The train uses the same technology as the fluxing bullet train and can travel at speeds of up to 99 mph (160 kph).
Additionally, sources in the media claim that the train is equipped with built-in “hydrogen power” technology, a robust and dependable power engine with a battery life of 373 miles (600 kilometers).
Train powered by hydrogen The Hydrogen-Powered Train Is Critical To China’s Plan Hydrogen is regarded as a clean energy source that is kind to the environment. When stage water vapors are burned as fuel, they are the only byproduct. Because it does not produce harmful pollutants or greenhouse gases, it felt as though the environment was warm. Fuels like carbon dioxide and sulfur dioxide are produced when fossil fuels are burned.
Hydrogen can also be quickly produced from renewable energy sources like wind, hydropower, and solar power. maximizing its potential as an alternative to dirty energy.
The first hydrogen-powered train in China uses a supercapacitor and a hydrogen fuel cell in place of the previous catenary power supply.
In a hydrogen fuel cell, the electrochemical reaction between hydrogen and oxygen produces energy, according to Chinese media. Despite the fact that the response only produces a byproduct—water—no nitrogen or sulfur are produced.
In addition, the Chinese media asserts that the reaction process is tranquil and stable.
Experts have also noted that a train powered by hydrogen can travel 500 kilometers (311 miles) in a single day. Up to 10,000 kilograms of carbon dioxide can be saved annually as a result of this.

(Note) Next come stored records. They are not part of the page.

//! Sample rate conversion using rubato.

use crate::error::{ExportError, Result};
use mixdown_core::SrcQuality;
use rubato::{FftFixedIn, Resampler};

fn chunk_size(quality: SrcQuality) -> usize {
    match quality {
        SrcQuality::Fastest | SrcQuality::ZeroOrderHold | SrcQuality::Linear => 512,
        SrcQuality::Quick => 1024,
        SrcQuality::Good => 2048,
        SrcQuality::Best => 4096,
    }
}

fn sub_chunks(quality: SrcQuality) -> usize {
    match quality {
        SrcQuality::Fastest | SrcQuality::ZeroOrderHold | SrcQuality::Linear => 1,
        SrcQuality::Quick => 2,
        SrcQuality::Good => 4,
        SrcQuality::Best => 8,
    }
}

/// Resample planar audio from `source_rate` to `target_rate`.
pub fn resample(
    channels: &[Vec<f32>],
    source_rate: u32,
    target_rate: u32,
    quality: SrcQuality,
) -> Result<Vec<Vec<f32>>> {
    if source_rate == target_rate || channels.is_empty() {
        return Ok(channels.to_vec());
    }

    let input_frames = channels[0].len();
    if channels.iter().any(|c| c.len() != input_frames) {
        return Err(ExportError::Resample(
            "channels have different lengths".into(),
        ));
    }

    let chunk_size = chunk_size(quality);
    let mut resampler = FftFixedIn::<f32>::new(
        source_rate as usize,
        target_rate as usize,
        chunk_size,
        sub_chunks(quality),
        channels.len(),
    )?;

    let expected_output_frames =
        (input_frames as f64 * target_rate as f64 / source_rate as f64).ceil() as usize;
    let mut output: Vec<Vec<f32>> = channels
        .iter()
        .map(|_| Vec::with_capacity(expected_output_frames + chunk_size))
        .collect();

    let mut pos = 0;
    while pos < input_frames {
        let needed = resampler.input_frames_next();
        let copy_frames = (input_frames - pos).min(needed);

        let chunk: Vec<Vec<f32>> = channels
            .iter()
            .map(|c| {
                let mut buf = vec![0.0f32; needed];
                buf[..copy_frames].copy_from_slice(&c[pos..pos + copy_frames]);
                buf
            })
            .collect();

        let resampled = resampler.process(&chunk, None)?;
        for (out, data) in output.iter_mut().zip(resampled.iter()) {
            out.extend_from_slice(data);
        }

        pos += needed;
    }

    for out in &mut output {
        let len = expected_output_frames.min(out.len());
        out.truncate(len);
    }

    Ok(output)
}

#[cfg(test)]
mod tests {
    use super::*;

    fn sine(rate: u32, frames: usize) -> Vec<f32> {
        (0..frames)
            .map(|i| (2.0 * std::f32::consts::PI * 1000.0 * i as f32 / rate as f32).sin())
            .collect()
    }

    #[test]
    fn test_no_resample_needed() {
        let channels = vec![vec![1.0, 2.0, 3.0], vec![4.0, 5.0, 6.0]];
        let out = resample(&channels, 44100, 44100, SrcQuality::Fastest).unwrap();
        assert_eq!(out, channels);
    }

    #[test]
    fn test_resample_upsample() {
        let channels = vec![sine(44100, 4410); 2];
        let out = resample(&channels, 44100, 48000, SrcQuality::Good).unwrap();

        let expected = (4410.0_f64 * 48000.0 / 44100.0) as i64;
        assert!((out[0].len() as i64 - expected).abs() < 100);
        assert_eq!(out[0].len(), out[1].len());
    }

    #[test]
    fn test_resample_downsample_mono() {
        let channels = vec![sine(96000, 9600)];
        let out = resample(&channels, 96000, 44100, SrcQuality::Best).unwrap();

        let expected = (9600.0_f64 * 44100.0 / 96000.0) as i64;
        assert!((out[0].len() as i64 - expected).abs() < 100);
    }

    #[test]
    fn test_mismatched_channel_lengths() {
        let channels = vec![vec![1.0, 2.0, 3.0], vec![4.0, 5.0]];
        assert!(resample(&channels, 44100, 48000, SrcQuality::Quick).is_err());
    }
}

In addition, the train is no longer restricted to a curve created by a free-hanging wire, rope, or chain at its two ends. This took place without conducting extensive research or making significant investments in the costs of infrastructure and maintenance that are associated with electrification transition projects.
China is constantly working to produce hydrogen fuel cell vehicles that are better for the environment.
The National Energy Administration (NEA) and the National Development and Reform Commission say that by 2025, China will have nearly 50,000 hydrogen fuel cell vehicles on the road. Additionally, it intends to generate between 100,000 and 200,000 metric tons of hydrogen annually from renewable sources.
By the end of 2022, China produced approximately 270 hydrogen refueling stations, according to NEA data. In fact, compared to the country’s extensive network of charging stations for electric vehicles, it was a small network.
The Chinese truck manufacturer FAW Jiefang sent 300 hydrogen fuel cell vehicles from the province of Jilin in June 2022, according to various Chinese sources. Customers can be found in Shanghai, Beijing, Shanxi, and other cities in Northeast China.